I wrote a function that loops through a data array, performs some calculations and returns new arrays with the results. Unfortunately, some entries in the array contain zero values and cause a division by zero exception, which stops the code. Is there a way to generally ignore division by zero exceptions without wrapping every single line in a "try: except:" construct? Here is a very simplistic example:
var('a x y')
eq_y1 = y == a/x
eq_y2 = y == a*x
eq_y3 = y == a^x
def fun_loop(in_array):
out_array1 = np.zeros_like(in_array)
out_array2 = np.zeros_like(in_array)
out_array3 = np.zeros_like(in_array)
for i in srange(len(in_array)):
in_list = in_array[i]
for j in srange(len(in_list) - 1):
vdict = {}
vdict[a] = in_array[i][j]
vdict[x] = in_array[i][j+1]
out_array1[i,j] = eq_y1.rhs().subs(vdict)
out_array2[i,j] = eq_y2.rhs().subs(vdict)
out_array3[i,j] = eq_y3.rhs().subs(vdict)
return [out_array1, out_array2, out_array3]

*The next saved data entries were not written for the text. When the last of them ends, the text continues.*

// Author: Jacques Murray

//! Error types for the sender, the endpoint layer and configuration.
//!
//! A logical call ends in exactly one of four ways: data, a terminal client
//! error, exhausted retries, or cancellation. The [`Error`] variants mirror
//! that, so callers can tell "gave up" from "was asked to stop".

use std::error::Error as StdError;

use thiserror::Error;

/// A failure to complete one physical HTTP exchange.
///
/// Covers everything below the status line: malformed URLs, DNS and connect
/// failures, TLS, timeouts, cancellation of the exchange and failures while
/// reading the response body. Always retryable.
#[derive(Debug, Error)]
#[error("{message}")]
pub struct TransportError {
    message: String,
    #[source]
    source: Option<Box<dyn StdError + Send + Sync>>,
}

impl TransportError {
    /// Creates an error carrying only a message.
    pub fn new(message: impl Into<String>) -> Self {
        Self {
            message: message.into(),
            source: None,
        }
    }

    /// Creates an error with a message and the underlying cause.
    pub fn with_source(
        message: impl Into<String>,
        source: impl Into<Box<dyn StdError + Send + Sync>>,
    ) -> Self {
        Self {
            message: message.into(),
            source: Some(source.into()),
        }
    }

    /// The message, without the underlying cause.
    pub fn message(&self) -> &str {
        &self.message
    }
}

impl From<reqwest::Error> for TransportError {
    fn from(err: reqwest::Error) -> Self {
        Self::with_source(err.to_string(), err)
    }
}

/// A response whose status code was not 200.
///
/// Displays as `status <code>`, followed by `: <body>` when the server sent
/// a body.
#[derive(Debug, Clone, PartialEq, Eq, Error)]
#[error("status {status}{}", body_suffix(.body))]
pub struct StatusError {
    pub status: u16,
    pub body: String,
}

impl StatusError {
    /// Creates an error for `status` with the response body as text.
    pub fn new(status: u16, body: impl Into<String>) -> Self {
        Self {
            status,
            body: body.into(),
        }
    }
}

fn body_suffix(body: &str) -> String {
    if body.is_empty() {
        String::new()
    } else {
        format!(": {body}")
    }
}

/// Why a single trial was judged retryable.
#[derive(Debug, Error)]
pub enum Cause {
    #[error(transparent)]
    Transport(#[from] TransportError),

    /// 429, 5xx or any other status outside 200 and the 4xx range.
    #[error(transparent)]
    Status(#[from] StatusError),
}

/// The error returned by a logical call.
#[derive(Debug, Error)]
pub enum Error {
    /// A 4xx response other than 429. Never retried.
    #[error(transparent)]
    Client(StatusError),

    /// Every trial failed with a retryable cause. Displays as the last one.
    #[error("{last}")]
    Exhausted { trials: u32, last: Cause },

    /// The call's cancellation token fired before a result was available.
    #[error("cancelled")]
    Cancelled,

    /// The response body was not the JSON the endpoint expects.
    #[error("cannot decode response: {0}")]
    Decode(#[from] serde_json::Error),
}

impl Error {
    /// The HTTP status behind this error, if one was received.
    pub fn status(&self) -> Option<u16> {
        match self {
            Error::Client(err) => Some(err.status),
            Error::Exhausted {
                last: Cause::Status(err),
                ..
            } => Some(err.status),
            _ => None,
        }
    }

    /// Whether the call ended because its cancellation token fired.
    pub fn is_cancelled(&self) -> bool {
        matches!(self, Error::Cancelled)
    }
}

/// Shorthand for results of logical calls.
pub type Result<T> = std::result::Result<T, Error>;

/// Invalid or incomplete configuration.
#[derive(Debug, Error)]
pub enum ConfigError {
    #[error("empty apiKey")]
    MissingApiKey,

    #[error("invalid {name} {value:?}: expected an integer")]
    InvalidNumber { name: &'static str, value: String },

    #[error("cannot build http client: {0}")]
    Client(#[from] reqwest::Error),
}
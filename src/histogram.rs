// Author: Jacques Murray

//! Compact text encoding of histogram values.
//!
//! Values are sorted and runs of equal values collapse into `value:count`,
//! so `[3, 1, 3, 3]` becomes `"1,3:3"`. A count of one is written without
//! the `:count` suffix; `"42"` and `"42:1"` mean the same thing.

use thiserror::Error;

/// Upper bound on the number of values one string may expand to.
pub const MAX_VALUES: usize = 1 << 20;

#[derive(Debug, Clone, PartialEq, Eq, Error)]
pub enum HistogramError {
    #[error("cannot parse token #{index} {token:?}: expected 1 or 2 parts but was {parts}")]
    Parts {
        index: usize,
        token: String,
        parts: usize,
    },

    #[error("cannot parse token #{index} {token:?}: invalid value {value:?}")]
    Value {
        index: usize,
        token: String,
        value: String,
    },

    #[error("cannot parse token #{index} {token:?}: invalid count {count:?}")]
    Count {
        index: usize,
        token: String,
        count: String,
    },
}

/// Formats `values` as a comma-separated list of `value[:count]` tokens.
pub fn stringify_values(values: &[i64]) -> String {
    let mut sorted = values.to_vec();
    sorted.sort_unstable();

    let mut tokens = Vec::new();
    for run in sorted.chunk_by(|a, b| a == b) {
        match run.len() {
            1 => tokens.push(run[0].to_string()),
            count => tokens.push(format!("{}:{count}", run[0])),
        }
    }
    tokens.join(",")
}

/// Parses the output of [`stringify_values`] back into sorted values.
///
/// Values must be non-negative and counts at least one. The counts of all
/// tokens together may not exceed [`MAX_VALUES`].
pub fn parse_values(text: &str) -> Result<Vec<i64>, HistogramError> {
    if text.is_empty() {
        return Ok(Vec::new());
    }
    let mut runs = Vec::new();
    let mut total: usize = 0;
    for (i, token) in text.split(',').enumerate() {
        let (value, count) = parse_token(i + 1, token)?;
        total = total
            .checked_add(count)
            .filter(|total| *total <= MAX_VALUES)
            .ok_or_else(|| HistogramError::Count {
                index: i + 1,
                token: token.to_string(),
                count: count.to_string(),
            })?;
        runs.push((value, count));
    }
    let mut values = Vec::with_capacity(total);
    for (value, count) in runs {
        values.extend(std::iter::repeat(value).take(count));
    }
    values.sort_unstable();
    Ok(values)
}

fn parse_token(index: usize, token: &str) -> Result<(i64, usize), HistogramError> {
    let parts: Vec<&str> = token.split(':').collect();
    if parts.len() > 2 {
        return Err(HistogramError::Parts {
            index,
            token: token.to_string(),
            parts: parts.len(),
        });
    }
    let value = parts[0]
        .parse::<i64>()
        .ok()
        .filter(|value| *value >= 0)
        .ok_or_else(|| HistogramError::Value {
            index,
            token: token.to_string(),
            value: parts[0].to_string(),
        })?;
    let count = match parts.get(1) {
        None => 1,
        Some(count) => count
            .parse::<usize>()
            .ok()
            .filter(|count| *count >= 1)
            .ok_or_else(|| HistogramError::Count {
                index,
                token: token.to_string(),
                count: count.to_string(),
            })?,
    };
    Ok((value, count))
}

in_array = np.array([[3,2,1],[2,1,3],[-3,-1,-2]])
fun_loop(in_array)
returns: [array([[1, 2, 0], [2, 0, 0], [3, 0, 0]]), array([[6, 2, 0], [2, 3, 0], [3, 2, 0]]), array([[9, 2, 0], [2, 1, 0], [0, 1, 0]])]
However:
in_array = np.array([[3,2,1],[2,1,3],[-3,-1,-2]])
fun_loop(in_array)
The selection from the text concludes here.